Task item — Could you repeat the records below exactly as written?

(Records from a data collection)
__________
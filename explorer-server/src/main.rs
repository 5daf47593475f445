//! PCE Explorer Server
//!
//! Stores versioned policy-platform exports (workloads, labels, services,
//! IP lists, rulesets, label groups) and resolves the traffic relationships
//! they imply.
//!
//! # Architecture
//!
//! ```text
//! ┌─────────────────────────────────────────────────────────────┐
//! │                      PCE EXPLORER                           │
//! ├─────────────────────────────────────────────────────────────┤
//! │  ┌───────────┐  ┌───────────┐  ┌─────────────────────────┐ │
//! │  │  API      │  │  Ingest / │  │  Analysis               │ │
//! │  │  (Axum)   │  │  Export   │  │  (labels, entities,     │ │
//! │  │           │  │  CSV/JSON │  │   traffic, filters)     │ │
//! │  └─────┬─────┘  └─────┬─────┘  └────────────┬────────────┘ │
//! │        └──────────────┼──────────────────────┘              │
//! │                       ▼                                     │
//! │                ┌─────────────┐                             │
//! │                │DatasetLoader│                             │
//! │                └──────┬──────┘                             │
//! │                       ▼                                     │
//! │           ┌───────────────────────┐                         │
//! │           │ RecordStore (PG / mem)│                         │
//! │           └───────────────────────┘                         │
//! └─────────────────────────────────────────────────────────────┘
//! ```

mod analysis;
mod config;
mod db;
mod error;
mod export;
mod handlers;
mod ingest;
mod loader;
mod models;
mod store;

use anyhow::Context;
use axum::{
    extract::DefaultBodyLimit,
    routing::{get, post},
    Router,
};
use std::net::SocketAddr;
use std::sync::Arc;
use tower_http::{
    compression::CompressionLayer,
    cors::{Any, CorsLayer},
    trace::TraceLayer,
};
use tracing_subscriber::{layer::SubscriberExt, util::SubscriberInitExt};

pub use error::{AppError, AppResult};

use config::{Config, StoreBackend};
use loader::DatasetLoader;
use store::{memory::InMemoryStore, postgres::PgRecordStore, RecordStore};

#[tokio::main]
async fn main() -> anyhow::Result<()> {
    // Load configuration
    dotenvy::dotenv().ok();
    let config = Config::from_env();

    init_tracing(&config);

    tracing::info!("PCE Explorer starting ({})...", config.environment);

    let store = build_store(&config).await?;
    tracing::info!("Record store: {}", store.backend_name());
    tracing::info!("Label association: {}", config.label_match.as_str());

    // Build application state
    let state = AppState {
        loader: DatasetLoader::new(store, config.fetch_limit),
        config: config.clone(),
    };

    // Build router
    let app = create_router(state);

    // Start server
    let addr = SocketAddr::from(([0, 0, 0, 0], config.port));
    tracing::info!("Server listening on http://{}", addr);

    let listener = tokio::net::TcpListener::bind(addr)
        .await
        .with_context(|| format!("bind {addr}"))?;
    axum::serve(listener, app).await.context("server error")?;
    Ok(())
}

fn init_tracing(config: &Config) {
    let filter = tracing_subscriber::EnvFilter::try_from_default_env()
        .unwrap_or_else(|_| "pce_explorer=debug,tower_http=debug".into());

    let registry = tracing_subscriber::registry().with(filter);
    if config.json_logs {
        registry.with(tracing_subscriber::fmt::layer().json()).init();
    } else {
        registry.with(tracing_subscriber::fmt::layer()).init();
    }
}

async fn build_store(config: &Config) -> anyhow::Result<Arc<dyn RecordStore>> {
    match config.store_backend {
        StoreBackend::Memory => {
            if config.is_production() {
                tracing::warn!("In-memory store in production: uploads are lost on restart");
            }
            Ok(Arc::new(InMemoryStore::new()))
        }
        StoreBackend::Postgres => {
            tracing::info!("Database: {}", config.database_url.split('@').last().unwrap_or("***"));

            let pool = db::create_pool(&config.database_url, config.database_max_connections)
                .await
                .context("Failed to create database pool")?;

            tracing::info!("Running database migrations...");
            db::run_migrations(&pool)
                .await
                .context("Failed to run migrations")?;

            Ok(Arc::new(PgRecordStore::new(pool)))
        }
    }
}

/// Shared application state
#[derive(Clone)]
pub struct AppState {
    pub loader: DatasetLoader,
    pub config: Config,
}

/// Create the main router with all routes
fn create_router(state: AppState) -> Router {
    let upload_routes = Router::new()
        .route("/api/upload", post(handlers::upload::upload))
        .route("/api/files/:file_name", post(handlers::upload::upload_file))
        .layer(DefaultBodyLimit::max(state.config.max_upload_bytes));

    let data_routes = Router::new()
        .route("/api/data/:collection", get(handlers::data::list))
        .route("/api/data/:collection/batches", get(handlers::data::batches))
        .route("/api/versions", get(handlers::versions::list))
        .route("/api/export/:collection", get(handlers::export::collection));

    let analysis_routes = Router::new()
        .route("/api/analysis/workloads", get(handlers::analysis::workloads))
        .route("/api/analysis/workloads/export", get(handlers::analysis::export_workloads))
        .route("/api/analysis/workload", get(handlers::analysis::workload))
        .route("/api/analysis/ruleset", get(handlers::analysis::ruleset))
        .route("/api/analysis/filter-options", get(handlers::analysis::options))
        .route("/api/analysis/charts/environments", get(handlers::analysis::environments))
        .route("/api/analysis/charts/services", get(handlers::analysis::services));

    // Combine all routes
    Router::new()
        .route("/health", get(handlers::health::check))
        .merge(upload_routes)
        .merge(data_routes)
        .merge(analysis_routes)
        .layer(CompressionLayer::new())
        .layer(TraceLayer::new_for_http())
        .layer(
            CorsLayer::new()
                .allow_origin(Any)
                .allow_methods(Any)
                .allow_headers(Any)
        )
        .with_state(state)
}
__________
Exercise solution —
filename explorer-server/src/main.rs
repository 5daf47593475f445
//! PCE Explorer Server
//!
//! Stores versioned policy-platform exports (workloads, labels, services,
//! IP lists, rulesets, label groups) and resolves the traffic relationships
//! they imply.
//!
//! # Architecture
//!
//! ```text
//! ┌─────────────────────────────────────────────────────────────┐
//! │                      PCE EXPLORER                           │
//! ├─────────────────────────────────────────────────────────────┤
//! │  ┌───────────┐  ┌───────────┐  ┌─────────────────────────┐ │
//! │  │  API      │  │  Ingest / │  │  Analysis               │ │
//! │  │  (Axum)   │  │  Export   │  │  (labels, entities,     │ │
//! │  │           │  │  CSV/JSON │  │   traffic, filters)     │ │
//! │  └─────┬─────┘  └─────┬─────┘  └────────────┬────────────┘ │
//! │        └──────────────┼──────────────────────┘              │
//! │                       ▼                                     │
//! │                ┌─────────────┐                             │
//! │                │DatasetLoader│                             │
//! │                └──────┬──────┘                             │
//! │                       ▼                                     │
//! │           ┌───────────────────────┐                         │
//! │           │ RecordStore (PG / mem)│                         │
//! │           └───────────────────────┘                         │
//! └─────────────────────────────────────────────────────────────┘
//! ```

mod analysis;
mod config;
mod db;
mod error;
mod export;
mod handlers;
mod ingest;
mod loader;
mod models;
mod store;

use anyhow::Context;
use axum::{
    extract::DefaultBodyLimit,
    routing::{get, post},
    Router,
};
use std::net::SocketAddr;
use std::sync::Arc;
use tower_http::{
    compression::CompressionLayer,
    cors::{Any, CorsLayer},
    trace::TraceLayer,
};
use tracing_subscriber::{layer::SubscriberExt, util::SubscriberInitExt};

pub use error::{AppError, AppResult};

use config::{Config, StoreBackend};
use loader::DatasetLoader;
use store::{memory::InMemoryStore, postgres::PgRecordStore, RecordStore};

#[tokio::main]
async fn main() -> anyhow::Result<()> {
    // Load configuration
    dotenvy::dotenv().ok();
    let config = Config::from_env();

    init_tracing(&config);

    tracing::info!("PCE Explorer starting ({})...", config.environment);

    let store = build_store(&config).await?;
    tracing::info!("Record store: {}", store.backend_name());
    tracing::info!("Label association: {}", config.label_match.as_str());

    // Build application state
    let state = AppState {
        loader: DatasetLoader::new(store, config.fetch_limit),
        config: config.clone(),
    };

    // Build router
    let app = create_router(state);

    // Start server
    let addr = SocketAddr::from(([0, 0, 0, 0], config.port));
    tracing::info!("Server listening on http://{}", addr);

    let listener = tokio::net::TcpListener::bind(addr)
        .await
        .with_context(|| format!("bind {addr}"))?;
    axum::serve(listener, app).await.context("server error")?;
    Ok(())
}

fn init_tracing(config: &Config) {
    let filter = tracing_subscriber::EnvFilter::try_from_default_env()
        .unwrap_or_else(|_| "pce_explorer=debug,tower_http=debug".into());

    let registry = tracing_subscriber::registry().with(filter);
    if config.json_logs {
        registry.with(tracing_subscriber::fmt::layer().json()).init();
    } else {
        registry.with(tracing_subscriber::fmt::layer()).init();
    }
}

async fn build_store(config: &Config) -> anyhow::Result<Arc<dyn RecordStore>> {
    match config.store_backend {
        StoreBackend::Memory => {
            if config.is_production() {
                tracing::warn!("In-memory store in production: uploads are lost on restart");
            }
            Ok(Arc::new(InMemoryStore::new()))
        }
        StoreBackend::Postgres => {
            tracing::info!("Database: {}", config.database_url.split('@').last().unwrap_or("***"));

            let pool = db::create_pool(&config.database_url, config.database_max_connections)
                .await
                .context("Failed to create database pool")?;

            tracing::info!("Running database migrations...");
            db::run_migrations(&pool)
                .await
                .context("Failed to run migrations")?;

            Ok(Arc::new(PgRecordStore::new(pool)))
        }
    }
}

/// Shared application state
#[derive(Clone)]
pub struct AppState {
    pub loader: DatasetLoader,
    pub config: Config,
}

/// Create the main router with all routes
fn create_router(state: AppState) -> Router {
    let upload_routes = Router::new()
        .route("/api/upload", post(handlers::upload::upload))
        .route("/api/files/:file_name", post(handlers::upload::upload_file))
        .layer(DefaultBodyLimit::max(state.config.max_upload_bytes));

    let data_routes = Router::new()
        .route("/api/data/:collection", get(handlers::data::list))
        .route("/api/data/:collection/batches", get(handlers::data::batches))
        .route("/api/versions", get(handlers::versions::list))
        .route("/api/export/:collection", get(handlers::export::collection));

    let analysis_routes = Router::new()
        .route("/api/analysis/workloads", get(handlers::analysis::workloads))
        .route("/api/analysis/workloads/export", get(handlers::analysis::export_workloads))
        .route("/api/analysis/workload", get(handlers::analysis::workload))
        .route("/api/analysis/ruleset", get(handlers::analysis::ruleset))
        .route("/api/analysis/filter-options", get(handlers::analysis::options))
        .route("/api/analysis/charts/environments", get(handlers::analysis::environments))
        .route("/api/analysis/charts/services", get(handlers::analysis::services));

    // Combine all routes
    Router::new()
        .route("/health", get(handlers::health::check))
        .merge(upload_routes)
        .merge(data_routes)
        .merge(analysis_routes)
        .layer(CompressionLayer::new())
        .layer(TraceLayer::new_for_http())
        .layer(
            CorsLayer::new()
                .allow_origin(Any)
                .allow_methods(Any)
                .allow_headers(Any)
        )
        .with_state(state)
}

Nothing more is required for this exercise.